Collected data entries

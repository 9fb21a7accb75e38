//! Entity records: the player and the enemy roster.
//!
//! Records are plain data plus the invariant-keeping mutators. Lifecycle
//! transitions live in [`crate::lifecycle`]; this module only guarantees
//! that hit points stay within `0..=max` and that XP never goes down.

use serde::{Deserialize, Serialize};

use crate::math::{fixed_serde, Fixed, Vec2Fixed};
use crate::progression::{level_for_xp, Skill, SkillLevels};

/// Unique, stable identifier for enemies.
pub type EnemyId = u32;

/// Simulation timestamp in milliseconds on the monotonic sim clock.
pub type Timestamp = u64;

// ============================================================================
// Player
// ============================================================================

/// Experience pools and hit points.
///
/// Maximum hit points are not stored: they are the hitpoints level, derived
/// from `hitpoints_xp` on every read, so no stale value can be observed.
#[derive(Debug, Clone, Copy, PartialEq, Eq, Hash, Serialize, Deserialize)]
pub struct PlayerStats {
    #[serde(with = "fixed_serde")]
    agility_xp: Fixed,
    #[serde(with = "fixed_serde")]
    farming_xp: Fixed,
    #[serde(with = "fixed_serde")]
    melee_xp: Fixed,
    #[serde(with = "fixed_serde")]
    hitpoints_xp: Fixed,
    current_hp: u32,
}

impl PlayerStats {
    /// Fresh stats at full health.
    #[must_use]
    pub fn new(starting_hitpoints_xp: Fixed) -> Self {
        let hitpoints_xp = starting_hitpoints_xp.max(Fixed::ZERO);
        Self {
            agility_xp: Fixed::ZERO,
            farming_xp: Fixed::ZERO,
            melee_xp: Fixed::ZERO,
            hitpoints_xp,
            current_hp: level_for_xp(hitpoints_xp),
        }
    }

    /// Experience in a skill.
    #[must_use]
    pub const fn xp(&self, skill: Skill) -> Fixed {
        match skill {
            Skill::Agility => self.agility_xp,
            Skill::Farming => self.farming_xp,
            Skill::Melee => self.melee_xp,
            Skill::Hitpoints => self.hitpoints_xp,
        }
    }

    /// Level in a skill.
    #[must_use]
    pub fn level(&self, skill: Skill) -> u32 {
        level_for_xp(self.xp(skill))
    }

    /// Levels of every skill.
    #[must_use]
    pub fn levels(&self) -> SkillLevels {
        SkillLevels {
            agility: self.level(Skill::Agility),
            farming: self.level(Skill::Farming),
            melee: self.level(Skill::Melee),
            hitpoints: self.level(Skill::Hitpoints),
        }
    }

    /// Maximum hit points: the hitpoints level.
    #[must_use]
    pub fn max_hp(&self) -> u32 {
        level_for_xp(self.hitpoints_xp)
    }

    /// Current hit points.
    #[must_use]
    pub const fn current_hp(&self) -> u32 {
        self.current_hp
    }

    /// Add experience to a skill.
    ///
    /// Non-positive amounts are ignored; XP is never spent.
    pub fn award_xp(&mut self, skill: Skill, amount: Fixed) {
        if amount <= Fixed::ZERO {
            if amount < Fixed::ZERO {
                tracing::warn!(?skill, amount = %amount, "Ignoring negative XP award");
            }
            return;
        }

        let pool = match skill {
            Skill::Agility => &mut self.agility_xp,
            Skill::Farming => &mut self.farming_xp,
            Skill::Melee => &mut self.melee_xp,
            Skill::Hitpoints => &mut self.hitpoints_xp,
        };
        *pool = pool.saturating_add(amount);
    }

    /// Apply damage, clamping at zero. Returns the damage actually taken.
    pub fn apply_damage(&mut self, amount: u32) -> u32 {
        let actual = amount.min(self.current_hp);
        self.current_hp -= actual;
        actual
    }

    /// Restore to full health.
    pub fn restore_full(&mut self) {
        self.current_hp = self.max_hp();
    }

    /// Whether hit points are exhausted.
    #[must_use]
    pub const fn is_depleted(&self) -> bool {
        self.current_hp == 0
    }

    /// Test/debug hook to place the player at an exact hit point value.
    ///
    /// Clamped to `0..=max_hp`.
    pub fn set_current_hp(&mut self, hp: u32) {
        self.current_hp = hp.min(self.max_hp());
    }
}

/// Player lifecycle state.
#[derive(Debug, Clone, Copy, PartialEq, Eq, Hash, Serialize, Deserialize)]
pub enum PlayerState {
    /// Normal play.
    Alive,
    /// Inert until the respawn deadline.
    Dying {
        /// When the player returns home.
        respawn_at: Timestamp,
    },
}

/// The player character.
#[derive(Debug, Clone, Copy, PartialEq, Eq, Hash, Serialize, Deserialize)]
pub struct Player {
    /// Experience and hit points.
    pub stats: PlayerStats,
    /// Lifecycle state.
    pub state: PlayerState,
    /// Current ground position.
    pub position: Vec2Fixed,
    /// Commanded destination, if walking.
    pub destination: Option<Vec2Fixed>,
    /// Point the character is facing toward, if any.
    pub facing: Option<Vec2Fixed>,
}

impl Player {
    /// A fresh player standing at `home`.
    #[must_use]
    pub fn new(starting_hitpoints_xp: Fixed, home: Vec2Fixed) -> Self {
        Self {
            stats: PlayerStats::new(starting_hitpoints_xp),
            state: PlayerState::Alive,
            position: home,
            destination: None,
            facing: None,
        }
    }

    /// Whether the player is in the death sequence.
    #[must_use]
    pub const fn is_dying(&self) -> bool {
        matches!(self.state, PlayerState::Dying { .. })
    }
}

// ============================================================================
// Enemies
// ============================================================================

/// Enemy lifecycle phase, derived from the record's fields.
#[derive(Debug, Clone, Copy, PartialEq, Eq, Hash, Serialize, Deserialize)]
pub enum EnemyPhase {
    /// Targetable.
    Alive,
    /// Hit points reached zero this tick; respawn not yet scheduled.
    Dying,
    /// Dead, waiting for the respawn deadline.
    Respawning {
        /// When the enemy returns.
        at: Timestamp,
    },
}

/// A roster enemy. Death is a state; enemies are never removed.
#[derive(Debug, Clone, PartialEq, Eq, Hash, Serialize, Deserialize)]
pub struct Enemy {
    /// Stable identity.
    pub id: EnemyId,
    /// Display name.
    pub name: String,
    /// Display level.
    pub level: u32,
    /// Current hit points.
    pub current_hp: u32,
    /// Maximum hit points.
    pub max_hp: u32,
    /// Position, owned by the idle/animation layer.
    pub position: Vec2Fixed,
    /// Whether the enemy is dead.
    pub is_dead: bool,
    /// Respawn deadline while dead.
    pub respawn_at: Option<Timestamp>,
}

impl Enemy {
    /// A live enemy at full health.
    #[must_use]
    pub fn new(id: EnemyId, name: impl Into<String>, level: u32, max_hp: u32, position: Vec2Fixed) -> Self {
        Self {
            id,
            name: name.into(),
            level,
            current_hp: max_hp,
            max_hp,
            position,
            is_dead: false,
            respawn_at: None,
        }
    }

    /// Current lifecycle phase.
    #[must_use]
    pub const fn phase(&self) -> EnemyPhase {
        match (self.is_dead, self.respawn_at) {
            (false, _) => EnemyPhase::Alive,
            (true, None) => EnemyPhase::Dying,
            (true, Some(at)) => EnemyPhase::Respawning { at },
        }
    }

    /// Whether the enemy can be attacked.
    #[must_use]
    pub const fn is_targetable(&self) -> bool {
        !self.is_dead && self.current_hp > 0
    }

    /// Apply damage, clamping at zero. Returns the damage actually taken.
    pub fn apply_damage(&mut self, amount: u32) -> u32 {
        let actual = amount.min(self.current_hp);
        self.current_hp -= actual;
        actual
    }
}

- _AIM OF THE TASK_
Reproduce every record that appears above, keeping the wording exact.

- _RESPONSE TO THE TASK_
repository 9fb21a7accb75e38
//! Entity records: the player and the enemy roster.
//!
//! Records are plain data plus the invariant-keeping mutators. Lifecycle
//! transitions live in [`crate::lifecycle`]; this module only guarantees
//! that hit points stay within `0..=max` and that XP never goes down.

use serde::{Deserialize, Serialize};

use crate::math::{fixed_serde, Fixed, Vec2Fixed};
use crate::progression::{level_for_xp, Skill, SkillLevels};

/// Unique, stable identifier for enemies.
pub type EnemyId = u32;

/// Simulation timestamp in milliseconds on the monotonic sim clock.
pub type Timestamp = u64;

// ============================================================================
// Player
// ============================================================================

/// Experience pools and hit points.
///
/// Maximum hit points are not stored: they are the hitpoints level, derived
/// from `hitpoints_xp` on every read, so no stale value can be observed.
#[derive(Debug, Clone, Copy, PartialEq, Eq, Hash, Serialize, Deserialize)]
pub struct PlayerStats {
    #[serde(with = "fixed_serde")]
    agility_xp: Fixed,
    #[serde(with = "fixed_serde")]
    farming_xp: Fixed,
    #[serde(with = "fixed_serde")]
    melee_xp: Fixed,
    #[serde(with = "fixed_serde")]
    hitpoints_xp: Fixed,
    current_hp: u32,
}

impl PlayerStats {
    /// Fresh stats at full health.
    #[must_use]
    pub fn new(starting_hitpoints_xp: Fixed) -> Self {
        let hitpoints_xp = starting_hitpoints_xp.max(Fixed::ZERO);
        Self {
            agility_xp: Fixed::ZERO,
            farming_xp: Fixed::ZERO,
            melee_xp: Fixed::ZERO,
            hitpoints_xp,
            current_hp: level_for_xp(hitpoints_xp),
        }
    }

    /// Experience in a skill.
    #[must_use]
    pub const fn xp(&self, skill: Skill) -> Fixed {
        match skill {
            Skill::Agility => self.agility_xp,
            Skill::Farming => self.farming_xp,
            Skill::Melee => self.melee_xp,
            Skill::Hitpoints => self.hitpoints_xp,
        }
    }

    /// Level in a skill.
    #[must_use]
    pub fn level(&self, skill: Skill) -> u32 {
        level_for_xp(self.xp(skill))
    }

    /// Levels of every skill.
    #[must_use]
    pub fn levels(&self) -> SkillLevels {
        SkillLevels {
            agility: self.level(Skill::Agility),
            farming: self.level(Skill::Farming),
            melee: self.level(Skill::Melee),
            hitpoints: self.level(Skill::Hitpoints),
        }
    }

    /// Maximum hit points: the hitpoints level.
    #[must_use]
    pub fn max_hp(&self) -> u32 {
        level_for_xp(self.hitpoints_xp)
    }

    /// Current hit points.
    #[must_use]
    pub const fn current_hp(&self) -> u32 {
        self.current_hp
    }

    /// Add experience to a skill.
    ///
    /// Non-positive amounts are ignored; XP is never spent.
    pub fn award_xp(&mut self, skill: Skill, amount: Fixed) {
        if amount <= Fixed::ZERO {
            if amount < Fixed::ZERO {
                tracing::warn!(?skill, amount = %amount, "Ignoring negative XP award");
            }
            return;
        }

        let pool = match skill {
            Skill::Agility => &mut self.agility_xp,
            Skill::Farming => &mut self.farming_xp,
            Skill::Melee => &mut self.melee_xp,
            Skill::Hitpoints => &mut self.hitpoints_xp,
        };
        *pool = pool.saturating_add(amount);
    }

    /// Apply damage, clamping at zero. Returns the damage actually taken.
    pub fn apply_damage(&mut self, amount: u32) -> u32 {
        let actual = amount.min(self.current_hp);
        self.current_hp -= actual;
        actual
    }

    /// Restore to full health.
    pub fn restore_full(&mut self) {
        self.current_hp = self.max_hp();
    }

    /// Whether hit points are exhausted.
    #[must_use]
    pub const fn is_depleted(&self) -> bool {
        self.current_hp == 0
    }

    /// Test/debug hook to place the player at an exact hit point value.
    ///
    /// Clamped to `0..=max_hp`.
    pub fn set_current_hp(&mut self, hp: u32) {
        self.current_hp = hp.min(self.max_hp());
    }
}

/// Player lifecycle state.
#[derive(Debug, Clone, Copy, PartialEq, Eq, Hash, Serialize, Deserialize)]
pub enum PlayerState {
    /// Normal play.
    Alive,
    /// Inert until the respawn deadline.
    Dying {
        /// When the player returns home.
        respawn_at: Timestamp,
    },
}

/// The player character.
#[derive(Debug, Clone, Copy, PartialEq, Eq, Hash, Serialize, Deserialize)]
pub struct Player {
    /// Experience and hit points.
    pub stats: PlayerStats,
    /// Lifecycle state.
    pub state: PlayerState,
    /// Current ground position.
    pub position: Vec2Fixed,
    /// Commanded destination, if walking.
    pub destination: Option<Vec2Fixed>,
    /// Point the character is facing toward, if any.
    pub facing: Option<Vec2Fixed>,
}

impl Player {
    /// A fresh player standing at `home`.
    #[must_use]
    pub fn new(starting_hitpoints_xp: Fixed, home: Vec2Fixed) -> Self {
        Self {
            stats: PlayerStats::new(starting_hitpoints_xp),
            state: PlayerState::Alive,
            position: home,
            destination: None,
            facing: None,
        }
    }

    /// Whether the player is in the death sequence.
    #[must_use]
    pub const fn is_dying(&self) -> bool {
        matches!(self.state, PlayerState::Dying { .. })
    }
}

// ============================================================================
// Enemies
// ============================================================================

/// Enemy lifecycle phase, derived from the record's fields.
#[derive(Debug, Clone, Copy, PartialEq, Eq, Hash, Serialize, Deserialize)]
pub enum EnemyPhase {
    /// Targetable.
    Alive,
    /// Hit points reached zero this tick; respawn not yet scheduled.
    Dying,
    /// Dead, waiting for the respawn deadline.
    Respawning {
        /// When the enemy returns.
        at: Timestamp,
    },
}

/// A roster enemy. Death is a state; enemies are never removed.
#[derive(Debug, Clone, PartialEq, Eq, Hash, Serialize, Deserialize)]
pub struct Enemy {
    /// Stable identity.
    pub id: EnemyId,
    /// Display name.
    pub name: String,
    /// Display level.
    pub level: u32,
    /// Current hit points.
    pub current_hp: u32,
    /// Maximum hit points.
    pub max_hp: u32,
    /// Position, owned by the idle/animation layer.
    pub position: Vec2Fixed,
    /// Whether the enemy is dead.
    pub is_dead: bool,
    /// Respawn deadline while dead.
    pub respawn_at: Option<Timestamp>,
}

impl Enemy {
    /// A live enemy at full health.
    #[must_use]
    pub fn new(id: EnemyId, name: impl Into<String>, level: u32, max_hp: u32, position: Vec2Fixed) -> Self {
        Self {
            id,
            name: name.into(),
            level,
            current_hp: max_hp,
            max_hp,
            position,
            is_dead: false,
            respawn_at: None,
        }
    }

    /// Current lifecycle phase.
    #[must_use]
    pub const fn phase(&self) -> EnemyPhase {
        match (self.is_dead, self.respawn_at) {
            (false, _) => EnemyPhase::Alive,
            (true, None) => EnemyPhase::Dying,
            (true, Some(at)) => EnemyPhase::Respawning { at },
        }
    }

    /// Whether the enemy can be attacked.
    #[must_use]
    pub const fn is_targetable(&self) -> bool {
        !self.is_dead && self.current_hp > 0
    }

    /// Apply damage, clamping at zero. Returns the damage actually taken.
    pub fn apply_damage(&mut self, amount: u32) -> u32 {
        let actual = amount.min(self.current_hp);
        self.current_hp -= actual;
        actual
    }
}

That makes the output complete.